The binomial coefficient series is nC0, nC1, nC2, …., nCr, …., nCn-2, nCn-1, nCn
find the maximum value of nCr.
nCr = n! / r! * (n - r)!
Input − N=4
Output − Maximum Coefficient − 6
Explanation − 4C0= 1, 4C1 = 4, 4C2 = 6, 4C3 = 4, 4C4 = 1
Therefore, the maximum coefficient is 6 in this case.
Input − N=5
Output − Maximum Coefficient − 10
Explanation − 5C0= 1, 5C1 = 5, 5C2 =10, 5C3 = 10, 5C4 = 5, 5C5 = 1
Therefore, the maximum coefficient is 10 in this case.

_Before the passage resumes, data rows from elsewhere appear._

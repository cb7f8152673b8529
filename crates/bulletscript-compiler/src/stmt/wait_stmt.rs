//! `wait N frames;`

use bulletscript_ast::WaitStmt;
use bulletscript_core::{CodeBlock, Instruction};

use super::{Result, StmtCompiler};

impl<'a, 'reg> StmtCompiler<'a, 'reg> {
    /// `{N}`, `WaitFrames`
    pub fn emit_wait<'ast>(&mut self, wait: &WaitStmt<'ast>, target: &mut CodeBlock) -> Result<()> {
        target.append(&self.expr_compiler().generate(wait.frames)?);
        target.write_instruction(Instruction::WaitFrames);
        Ok(())
    }
}

#[cfg(test)]
mod tests {
    use crate::testing::Fixture;
    use bulletscript_ast::AstBuilder;
    use bulletscript_core::Instruction;
    use bumpalo::Bump;

    #[test]
    fn wait_pushes_count() {
        let arena = Bump::new();
        let b = AstBuilder::new(&arena);
        let fixture = Fixture::new();
        let mut scopes = fixture.scopes_with(&[]);

        fixture
            .emit(&mut scopes, &[b.wait(b.num(10.0))])
            .unwrap()
            .assert_words(&[
                Instruction::Push.word(),
                10.0,
                Instruction::WaitFrames.word(),
            ]);
    }
}
// ============================================================================
// Compilation Errors
// ============================================================================

/// Errors that abort compilation of the enclosing declaration.
#[derive(Debug, Clone, PartialEq, Error)]
pub enum CompilationError {
    /// A name was declared twice in the same scope.
    #[error("at {span}: variable '{name}' is already declared in this scope")]
    VariableRedeclaration {
        /// The redeclared name.
        name: String,
        /// Where the second declaration appears.
        span: Span,
    },

    /// A variable was read or written without being declared.
    #[error("at {span}: unknown variable '{name}'")]
    UnknownVariable {
        /// The variable name.
        name: String,
        /// Where it was referenced.
        span: Span,
    },

    /// A `$property` that no registered type declares.
    #[error("at {span}: unknown property '{name}'")]
    UnknownProperty {
        /// The property name.
        name: String,
        /// Where it was referenced.
        span: Span,
    },

    /// A call to a name that is neither a script nor an external function.
    #[error("at {span}: unknown function '{name}'")]
    UnknownFunction {
        /// The function name.
        name: String,
        /// Where it was called.
        span: Span,
    },

    /// `fire` against a type with no matching firing function.
    #[error("at {span}: no firing function '{function}' registered for type '{type_name}'")]
    UnknownFiringFunction {
        /// The fired type.
        type_name: String,
        /// The firing function name.
        function: String,
        /// Where the fire statement appears.
        span: Span,
    },

    /// `with updater U` naming an updater that does not exist.
    #[error("at {span}: unknown updater '{name}'")]
    UnknownUpdater {
        /// The updater name.
        name: String,
        /// Where it was referenced.
        span: Span,
    },

    /// Argument count differs from the declared arity.
    #[error("at {span}: {kind} '{name}' expects {expected} argument(s), got {found}")]
    ArgumentCountMismatch {
        /// What was invoked ("function", "firing function", "updater").
        kind: &'static str,
        /// The invoked name.
        name: String,
        /// Declared arity.
        expected: usize,
        /// Supplied argument count.
        found: usize,
        /// Where the invocation appears.
        span: Span,
    },

    /// An entity-reference symbol used where a number is required.
    #[error("at {span}: '{name}' is an entity reference, not a numerical variable")]
    NotNumerical {
        /// The symbol name.
        name: String,
        /// Where it was used.
        span: Span,
    },

    /// Assignment to something that is not a variable or property.
    #[error("at {span}: expression is not assignable")]
    NotAssignable {
        /// Where the assignment appears.
        span: Span,
    },

    /// `break` with no enclosing loop.
    #[error("at {span}: break statement not inside a loop")]
    BreakOutsideLoop {
        /// Where the statement appears.
        span: Span,
    },

    /// `continue` with no enclosing loop.
    #[error("at {span}: continue statement not inside a loop")]
    ContinueOutsideLoop {
        /// Where the statement appears.
        span: Span,
    },

    /// Two declarations of the same kind share a name.
    #[error("at {span}: {kind} '{name}' is already declared")]
    DuplicateDeclaration {
        /// Declaration kind ("function", "action", ...).
        kind: &'static str,
        /// The duplicated name.
        name: String,
        /// Where the second declaration appears.
        span: Span,
    },

    /// Symbol lookup with no scope pushed.
    #[error("no code scope is active")]
    EmptyScopeStack,

    /// A registry operation failed while registering compiled code.
    #[error("at {span}: {source}")]
    Registration {
        /// The underlying registry error.
        source: RegistrationError,
        /// The declaration being registered.
        span: Span,
    },
}

impl CompilationError {
    /// Get the span where this error occurred.
    pub fn span(&self) -> Span {
        match self {
            CompilationError::VariableRedeclaration { span, .. } => *span,
            CompilationError::UnknownVariable { span, .. } => *span,
            CompilationError::UnknownProperty { span, .. } => *span,
            CompilationError::UnknownFunction { span, .. } => *span,
            CompilationError::UnknownFiringFunction { span, .. } => *span,
            CompilationError::UnknownUpdater { span, .. } => *span,
            CompilationError::ArgumentCountMismatch { span, .. } => *span,
            CompilationError::NotNumerical { span, .. } => *span,
            CompilationError::NotAssignable { span } => *span,
            CompilationError::BreakOutsideLoop { span } => *span,
            CompilationError::ContinueOutsideLoop { span } => *span,
            CompilationError::DuplicateDeclaration { span, .. } => *span,
            CompilationError::EmptyScopeStack => Span::default(),
            CompilationError::Registration { span, .. } => *span,
        }
    }

    /// Get the category of this error.
    pub fn category(&self) -> ErrorCategory {
        match self {
            CompilationError::VariableRedeclaration { .. }
            | CompilationError::DuplicateDeclaration { .. } => ErrorCategory::Declaration,
            CompilationError::UnknownVariable { .. }
            | CompilationError::UnknownProperty { .. }
            | CompilationError::UnknownFunction { .. }
            | CompilationError::UnknownFiringFunction { .. }
            | CompilationError::UnknownUpdater { .. } => ErrorCategory::Lookup,
            CompilationError::ArgumentCountMismatch { .. } => ErrorCategory::Arity,
            CompilationError::NotNumerical { .. } | CompilationError::NotAssignable { .. } => {
                ErrorCategory::Type
            }
            CompilationError::BreakOutsideLoop { .. }
            | CompilationError::ContinueOutsideLoop { .. }
            | CompilationError::EmptyScopeStack => ErrorCategory::ControlFlow,
            CompilationError::Registration { source, .. } => source.category(),
        }
    }
}

// ============================================================================
// Runtime Errors
// ============================================================================

/// Faults that end the current interpretation call.
///
/// None of these are retried; the host decides whether to drop the
/// script or deactivate its entity.
#[derive(Debug, Clone, PartialEq, Error)]
pub enum RuntimeError {
    /// Push past the fixed operand stack capacity.
    #[error("stack overflow (capacity {capacity})")]
    StackOverflow {
        /// The configured capacity.
        capacity: usize,
    },

    /// Pop from an empty operand stack.
    #[error("stack underflow")]
    StackUnderflow,

    /// `OpDivide` with a right operand of exactly zero.
    #[error("division by zero")]
    DivisionByZero,

    /// A jump landed outside `[0, code_len]`.
    #[error("jump target {target} outside code of length {code_len}")]
    JumpOutOfRange {
        /// The computed target.
        target: i64,
        /// Length of the executing block.
        code_len: usize,
    },

    /// The word at an opcode position is not an instruction.
    #[error("invalid opcode {word} at {at}")]
    InvalidOpcode {
        /// The offending word.
        word: f32,
        /// Its address.
        at: usize,
    },

    /// An instruction's operands run past the end of the block.
    #[error("instruction at {at} is missing its operands")]
    TruncatedInstruction {
        /// Address of the instruction.
        at: usize,
    },

    /// An operand that must be an index is negative or not finite.
    #[error("invalid index operand {word} at {at}")]
    InvalidOperand {
        /// The offending word.
        word: f32,
        /// Its address.
        at: usize,
    },

    /// A numerical slot outside the active frame.
    #[error("variable slot {index} out of range")]
    VariableOutOfRange {
        /// The absolute slot index.
        index: usize,
    },

    /// An entity-reference slot outside the configured capacity.
    #[error("entity reference slot {index} out of range")]
    EntityRefOutOfRange {
        /// The slot index.
        index: usize,
    },

    /// `FunctionCall` with an index that has no compiled function.
    #[error("unknown function index {0}")]
    UnknownFunction(usize),

    /// `Fire` with an index that has no firing function.
    #[error("unknown firing function index {0}")]
    UnknownFiringFunction(usize),

    /// `FireWithUpdater` with an index that has no bullet updater.
    #[error("unknown updater index {0}")]
    UnknownUpdater(usize),

    /// `ExternalFunctionCall` with an index that has no delegate.
    #[error("unknown external function index {0}")]
    UnknownExternalFunction(usize),

    /// A global property index no registered type declares.
    #[error("unknown property index {0}")]
    UnknownProperty(usize),

    /// The target entity's Rust type was never registered.
    #[error("entity type is not registered")]
    UnregisteredEntityType,

    /// The entity's type does not declare the addressed property.
    #[error("type '{type_name}' has no property '{property}'")]
    PropertyNotOnType {
        /// The entity's registered type.
        type_name: String,
        /// The property name.
        property: String,
    },

    /// Nested `FunctionCall`s exceeded the configured depth.
    #[error("call depth exceeded (limit {limit})")]
    CallDepthExceeded {
        /// The configured limit.
        limit: usize,
    },

    /// More instructions than the per-call budget without suspending.
    #[error("instruction budget of {budget} exhausted without suspending")]
    InstructionBudgetExceeded {
        /// The configured budget.
        budget: u32,
    },

    /// A native delegate reported a failure.
    #[error("native function failed: {message}")]
    Native {
        /// The delegate's message.
        message: String,
    },
}

impl RuntimeError {
    /// Get the category of this error.
    pub fn category(&self) -> ErrorCategory {
        match self {
            RuntimeError::StackOverflow { .. } | RuntimeError::StackUnderflow => {
                ErrorCategory::Stack
            }
            RuntimeError::DivisionByZero => ErrorCategory::Arithmetic,
            RuntimeError::JumpOutOfRange { .. }
            | RuntimeError::InvalidOpcode { .. }
            | RuntimeError::TruncatedInstruction { .. }
            | RuntimeError::InvalidOperand { .. }
            | RuntimeError::VariableOutOfRange { .. }
            | RuntimeError::EntityRefOutOfRange { .. } => ErrorCategory::Range,
            RuntimeError::UnknownFunction(_)
            | RuntimeError::UnknownFiringFunction(_)
            | RuntimeError::UnknownUpdater(_)
            | RuntimeError::UnknownExternalFunction(_)
            | RuntimeError::UnknownProperty(_)
            | RuntimeError::UnregisteredEntityType
            | RuntimeError::PropertyNotOnType { .. } => ErrorCategory::Lookup,
            RuntimeError::CallDepthExceeded { .. }
            | RuntimeError::InstructionBudgetExceeded { .. } => ErrorCategory::Budget,
            RuntimeError::Native { .. } => ErrorCategory::Type,
        }
    }
}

Approach used in the below program is as follows
We take input from the user for N.
Function maxCoeff(int n) takes one parameter ‘n’ and return the maximum coefficient found so far stored in C[n+1][n+1]
Initialize the min and max variables with 0. ‘min’ is used to traverse the C[][] array and ‘max’ is used to store the maximum coefficient value found.
For loop from i=0 to n is used to initialize the C[][] array.
Now inside another for loop traverse till ‘i’ or ‘n’ whichever is minimum.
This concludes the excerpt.